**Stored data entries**

--------------------------------

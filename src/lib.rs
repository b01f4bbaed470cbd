//! garden-triage - false-positive filtering for sensor-device classifications.
//!
//! Camera-trap-like devices emit a noisy, irregularly timestamped stream of
//! species classifications. This crate reconstructs plausible detection
//! sessions from that stream, suppressing calibration bursts and rapid
//! species re-triggers. See [`filter::apply_false_positive_filtering`].

#![warn(missing_docs)]

pub mod cli;
pub mod config;
pub mod constants;
pub mod error;
pub mod filter;
pub mod input;
pub mod output;

use clap::Parser;
use cli::{Cli, Command, FilterArgs};
use config::{Config, config_file_path, load_default_config, save_default_config};
use filter::{
    ClassificationEvent, FilterConfig, FilterReport, RecordSelection, filter_partitioned,
    filter_with_report, parse_timestamp,
};
use input::{collect_input_files, read_records};
use std::io::Write;
use std::path::PathBuf;
use tracing::{debug, info};

pub use error::{Error, Result};

/// Main entry point for the garden-triage CLI.
pub fn run() -> Result<()> {
    let cli = Cli::parse();

    // Initialize logging
    init_logging(cli.filter.verbose, cli.filter.quiet);

    // Load configuration
    let config = load_default_config()?;

    // Handle subcommands
    if let Some(command) = cli.command {
        return handle_command(command, &config);
    }

    // Show help if no inputs provided
    if cli.inputs.is_empty() {
        cli::help::print_smart_help(&config);
        return Ok(());
    }

    filter_files(&cli.inputs, &cli.filter, &config)
}

/// Resolve filter parameters: CLI/env values first, then the config file.
pub fn resolve_filter_config(args: &FilterArgs, config: &Config) -> Result<FilterConfig> {
    let defaults = &config.filter;
    FilterConfig::new(
        args.confidence.unwrap_or(defaults.confidence_threshold),
        args.spacing.unwrap_or(defaults.species_spacing_minutes),
        args.rate_limit.unwrap_or(defaults.detection_rate_limit),
        args.min_duration
            .unwrap_or(defaults.session_min_duration_minutes),
    )
}

/// Read, filter and write the given record files.
fn filter_files(inputs: &[PathBuf], args: &FilterArgs, config: &Config) -> Result<()> {
    use crate::output::progress;

    let filter_config = resolve_filter_config(args, config)?;
    let selection = RecordSelection::new(args.device.clone(), args.start, args.end)?;

    let files = collect_input_files(inputs)?;
    if files.is_empty() {
        return Err(Error::NoInputFiles);
    }
    let format = args.format.unwrap_or(config.output.format);
    let group_by = args
        .group_by
        .as_deref()
        .or(config.output.group_by.as_deref())
        .filter(|field| !field.trim().is_empty());

    debug!("Filter parameters: {filter_config:?}");

    // Read all files into one record list
    let progress_enabled = !args.quiet && !args.no_progress;
    let file_progress = progress::create_file_progress(files.len(), progress_enabled);

    let mut records: Vec<ClassificationEvent> = Vec::new();
    for file in &files {
        progress::set_current_file(file_progress.as_ref(), file);
        let file_records = read_records(file, args.input_format)?;
        debug!("Read {} record(s) from {}", file_records.len(), file.display());
        records.extend(file_records);
        progress::inc_progress(file_progress.as_ref());
    }
    progress::finish_progress(file_progress);

    info!(
        "Loaded {} record(s) from {} file(s)",
        records.len(),
        files.len()
    );

    if !selection.is_unrestricted() {
        let loaded = records.len();
        records = selection.apply(records);
        info!(
            "Selected {} of {} record(s) by device/time window",
            records.len(),
            loaded
        );
    }

    let (filtered, report) = run_filter(&records, group_by, &filter_config);
    info!("{}", output::describe_report(&report));

    if args.species_summary {
        print_species_summary(&records, &filtered)?;
    }

    if let Some(path) = &args.report {
        let run_report =
            output::RunReport::new(filter_config, selection, report, &records, &filtered);
        output::write_run_report(&run_report, path)?;
        info!("Wrote run report to {}", path.display());
    }

    match &args.output {
        Some(path) => {
            let file = std::fs::File::create(path).map_err(|e| Error::OutputCreate {
                path: path.clone(),
                source: e,
            })?;
            output::write_records(&filtered, format, std::io::BufWriter::new(file))?;
            info!("Wrote {} record(s) to {}", filtered.len(), path.display());
        }
        None => {
            let stdout = std::io::stdout();
            output::write_records(&filtered, format, stdout.lock())?;
        }
    }

    Ok(())
}

/// Filter records as a whole, or per partition when `group_by` is set.
fn run_filter(
    records: &[ClassificationEvent],
    group_by: Option<&str>,
    config: &FilterConfig,
) -> (Vec<ClassificationEvent>, FilterReport) {
    match group_by {
        Some(field) => {
            info!("Filtering each '{field}' independently");
            filter_partitioned(records, field, config)
        }
        None => filter_with_report(records, config),
    }
}

fn print_species_summary(raw: &[ClassificationEvent], filtered: &[ClassificationEvent]) -> Result<()> {
    let rows = output::species_counts(raw, filtered);
    let mut stderr = std::io::stderr().lock();
    write!(stderr, "{}", output::render_species_table(&rows))?;
    Ok(())
}

fn init_logging(verbose: u8, quiet: bool) {
    use tracing_subscriber::{EnvFilter, fmt};

    // Records may go to stdout, so logs always go to stderr.
    let filter_str = if quiet {
        "warn"
    } else {
        match verbose {
            0 => "info",
            1 => "debug",
            _ => "trace",
        }
    };

    let filter = EnvFilter::try_from_default_env().unwrap_or_else(|_| EnvFilter::new(filter_str));

    fmt()
        .with_env_filter(filter)
        .with_writer(std::io::stderr)
        .init();
}

fn handle_command(command: Command, config: &Config) -> Result<()> {
    match command {
        Command::Config { action } => handle_config_command(action, config),
        Command::ParseTimestamp { values } => {
            handle_parse_timestamp_command(&values);
            Ok(())
        }
    }
}

#[allow(clippy::print_stdout)]
fn handle_config_command(action: cli::ConfigAction, config: &Config) -> Result<()> {
    use cli::ConfigAction;

    match action {
        ConfigAction::Init { force } => {
            let path = config_file_path()?;
            if path.exists() && !force {
                println!("Configuration file already exists: {}", path.display());
                println!("Use 'garden-triage config init --force' to overwrite it.");
            } else {
                let saved_path = save_default_config(&Config::default())?;
                println!("Created configuration file: {}", saved_path.display());
            }
            Ok(())
        }
        ConfigAction::Show => {
            let text = toml::to_string_pretty(config)
                .map_err(|e| Error::ConfigSerialize { source: e })?;
            print!("{text}");
            Ok(())
        }
        ConfigAction::Path => {
            let path = config_file_path()?;
            println!("{}", path.display());
            Ok(())
        }
    }
}

#[allow(clippy::print_stdout)]
fn handle_parse_timestamp_command(values: &[String]) {
    for value in values {
        match parse_timestamp(value) {
            Some(instant) => println!("{value}\t{}", instant.to_rfc3339()),
            None => println!("{value}\tunparseable"),
        }
    }
}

--------------------------------

The answer is each line from the entries above in which the word "stderr" occurs.

**REPLY TO THE EXERCISE**
    let mut stderr = std::io::stderr().lock();
    write!(stderr, "{}", output::render_species_table(&rows))?;
    // Records may go to stdout, so logs always go to stderr.
        .with_writer(std::io::stderr)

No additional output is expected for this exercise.